The history of these Armenian attempts to legislate genocide in the United States has been one of Congress’s willingness to support Armenian contentions due to its responding to its members Armenian-American constituents as well as its piece-meal view towards US foreign policy. However, the President hesitates to go along due to his overall view towards furthering US foreign policy interests and thus quashes these Congressional attempts to legislate genocide.
In addition, those who oppose legislating genocide believe that the proper position for the United States Congress to take on this and related issues, is to encourage full and open access to all historical archives, and not to make charges on historical events before they are fully understood. The history of the Ottoman-Armenians is much debated among Ottoman scholars, many of whom do not agree with the historical assumptions embodied in attempts to legislate one side or the other into law, a situation which would be analogous to a bill of attainder which is specifically prohibited by the U.S. Constitution. Legislation based on historically questionable assumptions, can only damage the cause of honest historical enquiry, and hurt the credibility of the American legislative process.
We all deeply regret the tragic suffering of the Armenian people that occurred in 1915. However, legislating it as genocide is not the right response to these historic mass killings. Indeed to legislate it as genocide not only constitutes a bill of attainder (a legislative act which punishes somebody without a fair judicial trial) and is specifically prohibited by Article 1, Section 9 of the US Constitution, but also is a violation of due process of law, and thus specifically prohibited by the Fifth and Fourteenth Amendments to the U.S. Constitution.
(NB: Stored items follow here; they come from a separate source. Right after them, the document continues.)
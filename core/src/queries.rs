// core/src/queries.rs

use std::sync::Arc;

use chrono::{DateTime, Utc};
use rust_decimal::Decimal;
use serde::{Deserialize, Serialize};
use uuid::Uuid;

use crate::domain::{Order, OrderItem, OrderStatus, OrderStatusHistory};
use crate::error::{CoreError, CoreResult};
use crate::store::Store;

/// The read shape handed out to callers: an order with its lines and the
/// totals breakdown.
#[derive(Debug, Clone, Serialize, Deserialize)]
pub struct OrderSummary {
  pub id: Uuid,
  pub order_number: String,
  pub customer_id: Uuid,
  pub status: OrderStatus,
  pub items: Vec<OrderItem>,
  pub subtotal: Decimal,
  pub discount_amount: Decimal,
  pub shipping_cost: Decimal,
  pub tax_rate: Decimal,
  pub tax_amount: Decimal,
  pub tax_inclusive: bool,
  pub total_amount: Decimal,
  pub coupon_code: Option<String>,
  pub cancellation_pending: bool,
  pub cancelled_at: Option<DateTime<Utc>>,
  pub created_at: DateTime<Utc>,
  pub updated_at: DateTime<Utc>,
}

impl OrderSummary {
  fn build(order: Order, items: Vec<OrderItem>) -> Self {
    OrderSummary {
      cancellation_pending: order.cancellation_pending(),
      id: order.id,
      order_number: order.order_number,
      customer_id: order.customer_id,
      status: order.status,
      items,
      subtotal: order.subtotal,
      discount_amount: order.discount_amount,
      shipping_cost: order.shipping_cost,
      tax_rate: order.tax_rate,
      tax_amount: order.tax_amount,
      tax_inclusive: order.tax_inclusive,
      total_amount: order.total_amount,
      coupon_code: order.coupon_code,
      cancelled_at: order.cancelled_at,
      created_at: order.created_at,
      updated_at: order.updated_at,
    }
  }
}

/// Read paths over orders. Snapshots, not live views: anything that must
/// act on current state re-reads inside a transaction.
#[derive(Clone)]
pub struct OrderQueries {
  store: Arc<Store>,
}

impl OrderQueries {
  pub fn new(store: Arc<Store>) -> Self {
    OrderQueries { store }
  }

  pub fn summary(&self, order_id: Uuid) -> CoreResult<OrderSummary> {
    let order = self
      .store
      .order(order_id)
      .ok_or_else(|| CoreError::not_found("order", order_id))?;
    let items = self.store.items_for_order(order_id);
    Ok(OrderSummary::build(order, items))
  }

  pub fn by_number(&self, order_number: &str) -> CoreResult<OrderSummary> {
    let order = self
      .store
      .order_by_number(order_number)
      .ok_or_else(|| CoreError::not_found("order", order_number))?;
    let items = self.store.items_for_order(order.id);
    Ok(OrderSummary::build(order, items))
  }

  /// Orders newest first, optionally narrowed by customer and status.
  pub fn list(&self, customer_id: Option<Uuid>, status: Option<OrderStatus>) -> Vec<Order> {
    let orders = match customer_id {
      Some(customer_id) => self.store.orders_for_customer(customer_id),
      None => self.store.orders(),
    };
    match status {
      Some(status) => orders
        .into_iter()
        .filter(|order| order.status == status)
        .collect(),
      None => orders,
    }
  }

  /// The transition log for an order, oldest first.
  pub fn history(&self, order_id: Uuid) -> CoreResult<Vec<OrderStatusHistory>> {
    if self.store.order(order_id).is_none() {
      return Err(CoreError::not_found("order", order_id));
    }
    Ok(self.store.history_for_order(order_id))
  }
}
If Turkey is to be accused of a crime, due process of law demands its right to a fair judicial trial that includes legally valid evidence submitted in accordance with a legally valid law, and the right to call witnesses as well as a fair impartial judge, not accusations using an ex post facto law, hearsay evidence, and a kangaroo court proceeding whose conclusion is already determined against Turkey in advance!
Furthermore, for the United States to violate due process of law by violating all accepted legal procedures as well as apply a bill of attainder and ex post fact law against Turkey, would be an egregious insult to its NATO ally. Thus, misguided attempts to legislate genocide would do great harm to relations with a key ally in NATO, and thus to U.S. foreign policy.
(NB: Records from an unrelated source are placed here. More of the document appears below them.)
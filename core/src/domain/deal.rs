// core/src/domain/deal.rs

use chrono::{DateTime, Utc};
use rust_decimal::Decimal;
use serde::{Deserialize, Serialize};
use std::collections::HashSet;
use uuid::Uuid;

use super::coupon::DiscountSpec;

#[derive(Debug, Clone, Copy, PartialEq, Eq, Serialize, Deserialize)]
#[serde(rename_all = "snake_case")]
pub enum DealKind {
  /// Discounts the matching product lines.
  Product,
  /// Discounts lines whose category matches.
  Category,
  /// Whole-order discount while the deal window is open.
  Flash,
  /// Free/discounted units of `get_product_id` per `buy_quantity` multiples
  /// of a trigger product.
  BuyXGetY,
  /// Whole-order discount once the subtotal threshold is met.
  MinimumPurchase,
}

impl DealKind {
  pub fn as_str(self) -> &'static str {
    match self {
      DealKind::Product => "product",
      DealKind::Category => "category",
      DealKind::Flash => "flash",
      DealKind::BuyXGetY => "buy_x_get_y",
      DealKind::MinimumPurchase => "minimum_purchase",
    }
  }
}

/// A store-configured, code-less discount applied automatically to
/// qualifying orders. When several deals qualify, `priority` (higher first)
/// picks the winner.
#[derive(Debug, Clone, Serialize, Deserialize)]
pub struct Deal {
  pub id: Uuid,
  pub name: String,
  pub kind: DealKind,
  pub discount: DiscountSpec,
  pub priority: i32,
  pub minimum_purchase: Option<Decimal>,
  pub maximum_discount: Option<Decimal>,
  pub applicable_products: Option<HashSet<Uuid>>,
  pub applicable_categories: Option<HashSet<Uuid>>,
  /// Buy-X-get-Y parameters; required for that kind, ignored otherwise.
  pub buy_quantity: Option<u32>,
  pub get_quantity: Option<u32>,
  pub get_product_id: Option<Uuid>,
  pub usage_limit: Option<u32>,
  pub usage_limit_per_customer: Option<u32>,
  pub usage_count: u32,
  pub valid_from: Option<DateTime<Utc>>,
  pub valid_until: Option<DateTime<Utc>>,
  pub active: bool,
  pub created_at: DateTime<Utc>,
  pub updated_at: DateTime<Utc>,
}

impl Deal {
  pub fn is_valid(&self, now: DateTime<Utc>) -> bool {
    self.active && self.is_within_window(now) && self.has_global_headroom()
  }

  pub fn is_within_window(&self, now: DateTime<Utc>) -> bool {
    let after_start = self.valid_from.map_or(true, |from| now >= from);
    let before_end = self.valid_until.map_or(true, |until| now <= until);
    after_start && before_end
  }

  pub fn has_global_headroom(&self) -> bool {
    self.usage_limit.map_or(true, |limit| self.usage_count < limit)
  }

  pub fn is_restricted(&self) -> bool {
    self.applicable_products.is_some() || self.applicable_categories.is_some()
  }

  pub fn applies_to(&self, product_id: Option<Uuid>, category_id: Option<Uuid>) -> bool {
    if !self.is_restricted() {
      return true;
    }
    let product_hit = match (&self.applicable_products, product_id) {
      (Some(set), Some(p)) => set.contains(&p),
      _ => false,
    };
    let category_hit = match (&self.applicable_categories, category_id) {
      (Some(set), Some(c)) => set.contains(&c),
      _ => false,
    };
    product_hit || category_hit
  }
}

/// One row per order a deal was applied to. `products_applied` records which
/// lines the deal actually touched, since a deal may cover only part of an
/// order.
#[derive(Debug, Clone, Serialize, Deserialize)]
pub struct DealUsage {
  pub id: Uuid,
  pub deal_id: Uuid,
  pub order_id: Uuid,
  pub customer_id: Uuid,
  pub discount_amount: Decimal,
  pub order_total_before: Decimal,
  pub order_total_after: Decimal,
  pub products_applied: Vec<Uuid>,
  pub created_at: DateTime<Utc>,
}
Zbigniew Brzezinski, the national security adviser in the Carter administration, has declared sarcastically on CNN: “As far as a genocide resolution is concerned, I never realized that the House of Representatives was some sort of an academy of learning that passes judgment on historical events. History’s full of terrible crimes, and there is no doubt that many Armenians were massacred in World War I. But whether the House of Representatives should be passing resolutions whether that should be classified as genocide or a huge massacre is I don’t think any of its business. It has nothing to do with passing laws, [and] how to run the United States. That’s where the constitution created the House of Representatives for” (5). Even former US president Jimmy Carter (who so often takes what some might characterize as overly idealistic or even naïve human-rights approaches to complicated political-historical issues) in this case stated that “I think if I was in Congress I would not vote for such genocide resolutions” (6).
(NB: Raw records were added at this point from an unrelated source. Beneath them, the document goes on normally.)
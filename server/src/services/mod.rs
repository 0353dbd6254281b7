// server/src/services/mod.rs

// In-process implementations of the engine's collaborator seams.
pub mod customers;
pub mod notify;
pub mod shipping;

pub use customers::OpenCustomerDirectory;
pub use notify::LogNotificationSink;
pub use shipping::RateTable;
// server/src/seed.rs

use rust_decimal_macros::dec;
use tracing::info;
use uuid::Uuid;

use crossdock::catalog::{NewCoupon, NewDeal, NewProduct};
use crossdock::{Actor, DealKind, DiscountKind, DiscountSpec};

use crate::errors::Result;
use crate::state::AppState;

/// Seeds a handful of products, a welcome coupon and a storewide flash
/// deal so a fresh instance answers real requests. Not idempotent; run it
/// against an empty store only.
pub fn seed_demo_data(state: &AppState) -> Result<String> {
  let admin = Actor::Admin(Uuid::new_v4());

  let products = [
    ("Standing Desk", "SKU-DESK", dec!(250.00), 20),
    ("Mesh Chair", "SKU-CHAIR", dec!(120.00), 35),
    ("Monitor Arm", "SKU-ARM", dec!(45.00), 50),
    ("Walnut Desk Mat", "SKU-MAT", dec!(18.50), 80),
  ];
  for (name, sku, price, stock) in products {
    let product = state.catalog.create_product(
      NewProduct {
        name: name.to_string(),
        sku: Some(sku.to_string()),
        image: None,
        category_id: None,
        price,
        initial_stock: stock,
      },
      admin,
    )?;
    info!(product_id = %product.id, name, "seeded product");
  }

  state.catalog.create_coupon(NewCoupon {
    code: "WELCOME10".to_string(),
    discount: DiscountSpec {
      kind: DiscountKind::Percentage,
      value: dec!(10),
    },
    minimum_purchase: Some(dec!(100)),
    maximum_discount: Some(dec!(80)),
    usage_limit: None,
    usage_limit_per_customer: Some(1),
    valid_from: None,
    valid_until: None,
    applicable_products: None,
    applicable_categories: None,
    first_order_only: false,
  })?;

  state.catalog.create_deal(NewDeal {
    name: "Monsoon Flash".to_string(),
    kind: DealKind::Flash,
    discount: DiscountSpec {
      kind: DiscountKind::Percentage,
      value: dec!(5),
    },
    priority: 10,
    minimum_purchase: None,
    maximum_discount: None,
    applicable_products: None,
    applicable_categories: None,
    buy_quantity: None,
    get_quantity: None,
    get_product_id: None,
    usage_limit: None,
    usage_limit_per_customer: None,
    valid_from: None,
    valid_until: None,
  })?;

  Ok(format!("{} products, 1 coupon, 1 deal", products.len()))
}
// core/src/discount/tax.rs

use rust_decimal::{Decimal, RoundingStrategy};

use crate::domain::OrderTotals;

/// Rounds to two decimal places, midpoint away from zero.
pub fn round_money(amount: Decimal) -> Decimal {
  amount.round_dp_with_strategy(2, RoundingStrategy::MidpointAwayFromZero)
}

/// Tax over `amount` at `rate` percent.
///
/// Exclusive mode computes the addition (`amount * rate / 100`). Inclusive
/// mode backs the contained tax out of an amount that already carries it
/// (`amount * rate / (100 + rate)`).
pub fn calculate_tax(amount: Decimal, rate: Decimal, inclusive: bool) -> Decimal {
  if rate <= Decimal::ZERO || amount <= Decimal::ZERO {
    return Decimal::ZERO;
  }
  let tax = if inclusive {
    amount * rate / (Decimal::ONE_HUNDRED + rate)
  } else {
    amount * rate / Decimal::ONE_HUNDRED
  };
  round_money(tax)
}

/// Computes every money column of an order in one place.
///
/// The taxable base is the discounted goods value, never shipping. For
/// tax-exclusive stores `total = subtotal - discount + shipping + tax`; for
/// tax-inclusive stores the tax already lives inside the goods value, so
/// `total = subtotal - discount + shipping` and `tax_amount` reports the
/// contained portion.
pub fn compute_totals(
  subtotal: Decimal,
  discount: Decimal,
  shipping: Decimal,
  tax_rate: Decimal,
  tax_inclusive: bool,
) -> OrderTotals {
  let subtotal = round_money(subtotal);
  let discount = round_money(discount).clamp(Decimal::ZERO, subtotal);
  let shipping = round_money(shipping).max(Decimal::ZERO);
  let goods = subtotal - discount;
  let tax_amount = calculate_tax(goods, tax_rate, tax_inclusive);
  let total = if tax_inclusive {
    goods + shipping
  } else {
    goods + shipping + tax_amount
  };
  OrderTotals {
    subtotal,
    discount_amount: discount,
    shipping_cost: shipping,
    tax_rate,
    tax_amount,
    tax_inclusive,
    total_amount: round_money(total),
  }
}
Nevertheless, some Armenian supporters have replied that anyone who denied their position was a party to genocide and became an agent of the Turkish state (7). Indeed, one pro-Armenian supporter went so far as to argue that supporting the Turkish position constituted hate speech and should be made illegal in the United States (8). Ironically, the Armenian attempt to foreclose debate about what happened to them in World War I amounts to the very prevention of scholarly analysis for which they denounce Turkey!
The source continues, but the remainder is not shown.